All that is needed is each line of the entries holding the word "RenderOptions", copied as it stands.

(Records from a dataset)
○ ○ ○

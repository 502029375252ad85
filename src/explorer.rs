//! The explorer session: manifest → coordinator → view model → surface.
//!
//! An [`Explorer`] owns everything a session needs. Ingestion events are consumed on the
//! caller's thread through [`Explorer::pump`], so user actions can be interleaved with loading
//! by pumping with [`Wait::Poll`] or [`Wait::Timeout`]. Row batches repaint through the
//! [`RenderThrottle`]; file completions and user actions always repaint.

use std::sync::Arc;
use std::time::Instant;

use serde::Deserialize;

use crate::error::IngestionResult;
use crate::ingestion::{
    Coordinator, CoordinatorOptions, IngestionObserver, LoadingStatus, Manifest, SessionEvent,
    Source, Wait,
};
use crate::processing::{FilterCriteria, SortKey, ViewModel, ViewOptions};
use crate::render::{Frame, RenderOptions, RenderThrottle, Surface, TextSurface};

/// Manifest name resolved against the source when none is configured.
pub const DEFAULT_MANIFEST: &str = "index.json";

/// Session configuration.
///
/// ```
/// use ewas_explorer::explorer::ExplorerOptions;
///
/// let opts = ExplorerOptions::from_json_str(
///     r#"{ "view": { "page_size": 25 }, "render": { "throttle_ms": 100 } }"#,
/// ).unwrap();
/// assert_eq!(opts.view.page_size, 25);
/// assert_eq!(opts.manifest, "index.json");
/// assert_eq!(opts.coordinator.worker.batch_size, 4000);
/// ```
#[derive(Debug, Clone, PartialEq, Eq, Deserialize)]
#[serde(default)]
pub struct ExplorerOptions {
    /// Manifest entry name, resolved against the source.
    pub manifest: String,
    pub coordinator: CoordinatorOptions,
    pub view: ViewOptions,
    pub render: RenderOptions,
}

impl Default for ExplorerOptions {
    fn default() -> Self {
        Self {
            manifest: DEFAULT_MANIFEST.to_string(),
            coordinator: CoordinatorOptions::default(),
            view: ViewOptions::default(),
            render: RenderOptions::default(),
        }
    }
}

impl ExplorerOptions {
    /// Read options from JSON. Missing keys keep their defaults.
    pub fn from_json_str(input: &str) -> IngestionResult<Self> {
        Ok(serde_json::from_str(input)?)
    }
}

/// One loading session and the state shown to the user.
pub struct Explorer<S: Surface = TextSurface> {
    coordinator: Option<Coordinator>,
    view: ViewModel,
    status: LoadingStatus,
    throttle: RenderThrottle,
    surface: S,
    frame: Frame,
}

impl Explorer<TextSurface> {
    /// Start a session painting onto a [`TextSurface`].
    pub fn start(source: Arc<dyn Source>, options: ExplorerOptions) -> Self {
        Self::start_with_surface(source, TextSurface::new(), options)
    }
}

impl<S: Surface> Explorer<S> {
    /// Load the manifest and prepare the coordinator. Nothing is ingested until the first
    /// [`Explorer::pump`].
    ///
    /// A manifest that cannot be loaded leaves the session in its fatal state: the status
    /// carries the error, no files are loaded and the surface shows a diagnostic frame.
    pub fn start_with_surface(
        source: Arc<dyn Source>,
        surface: S,
        options: ExplorerOptions,
    ) -> Self {
        let location = source.resolve(&options.manifest);
        let view = ViewModel::new(options.view);

        let (coordinator, status) = match Manifest::load(source.as_ref(), &location) {
            Ok(manifest) => {
                let files = manifest.file_refs(source.as_ref());
                tracing::info!(manifest = %location, files = files.len(), "session started");
                let coordinator = Coordinator::new(source, files, options.coordinator);
                let status = coordinator.status().clone();
                (Some(coordinator), status)
            }
            Err(e) => {
                tracing::error!(manifest = %location, error = %e, "manifest could not be loaded");
                (None, LoadingStatus::failed(e.to_string()))
            }
        };

        let frame = Frame::project(&view, &status);
        let mut explorer = Self {
            coordinator,
            view,
            status,
            throttle: options.render.throttle(),
            surface,
            frame,
        };
        explorer.refresh(true);
        explorer
    }

    /// Attach an ingestion observer. Has no effect on a session that failed to start.
    pub fn with_observer(mut self, observer: Arc<dyn IngestionObserver>) -> Self {
        self.coordinator = self.coordinator.take().map(|c| c.with_observer(observer));
        self
    }

    /// Process at most one session event, waiting according to `wait`.
    ///
    /// Returns `true` while ingestion is still running.
    pub fn pump(&mut self, wait: Wait) -> bool {
        let Some(coordinator) = self.coordinator.as_mut() else {
            return false;
        };
        let event = coordinator.next_event(wait);
        self.status.clone_from(coordinator.status());
        let running = !coordinator.is_finished();

        match event {
            Some(SessionEvent::Rows { rows, .. }) => {
                self.view.append_rows(rows);
                self.refresh(false);
            }
            Some(SessionEvent::FileCompleted { .. } | SessionEvent::FileFailed { .. }) => {
                self.view.refresh_filter_options();
                self.refresh(true);
            }
            None => {
                if self.throttle.flush_due(Instant::now()) {
                    self.paint();
                }
            }
        }

        if !running {
            tracing::info!(
                files = self.status.files_total,
                failed = self.status.errors.len(),
                rows = self.status.rows_loaded,
                "session finished"
            );
            self.coordinator = None;
            if self.throttle.has_pending() {
                self.refresh(true);
            }
        }
        running
    }

    /// Block until every file has reached its terminal event.
    pub fn run_to_completion(&mut self) {
        while self.pump(Wait::Block) {}
    }

    pub fn is_loading(&self) -> bool {
        self.coordinator.is_some()
    }

    pub fn view(&self) -> &ViewModel {
        &self.view
    }

    pub fn status(&self) -> &LoadingStatus {
        &self.status
    }

    /// The last painted frame.
    pub fn frame(&self) -> &Frame {
        &self.frame
    }

    pub fn surface(&self) -> &S {
        &self.surface
    }

    pub fn set_criteria(&mut self, criteria: FilterCriteria) {
        self.view.set_criteria(criteria);
        self.refresh(true);
    }

    pub fn reset_filters(&mut self) {
        self.view.reset_filters();
        self.refresh(true);
    }

    pub fn toggle_sort(&mut self, key: SortKey) {
        self.view.toggle_sort(key);
        self.refresh(true);
    }

    /// Go to page `n` (clamped). Returns the resulting page.
    pub fn set_page(&mut self, n: usize) -> usize {
        let page = self.view.set_page(n);
        self.refresh(true);
        page
    }

    pub fn next_page(&mut self) -> bool {
        let moved = self.view.next_page();
        self.refresh(true);
        moved
    }

    pub fn prev_page(&mut self) -> bool {
        let moved = self.view.prev_page();
        self.refresh(true);
        moved
    }

    fn refresh(&mut self, force: bool) {
        if self.throttle.request(Instant::now(), force) {
            self.paint();
        }
    }

    fn paint(&mut self) {
        self.frame = Frame::project(&self.view, &self.status);
        self.surface.paint(&self.frame);
    }
}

○ ○ ○

*Answer for this exercise*
use crate::render::{Frame, RenderOptions, RenderThrottle, Surface, TextSurface};
    pub render: RenderOptions,
            render: RenderOptions::default(),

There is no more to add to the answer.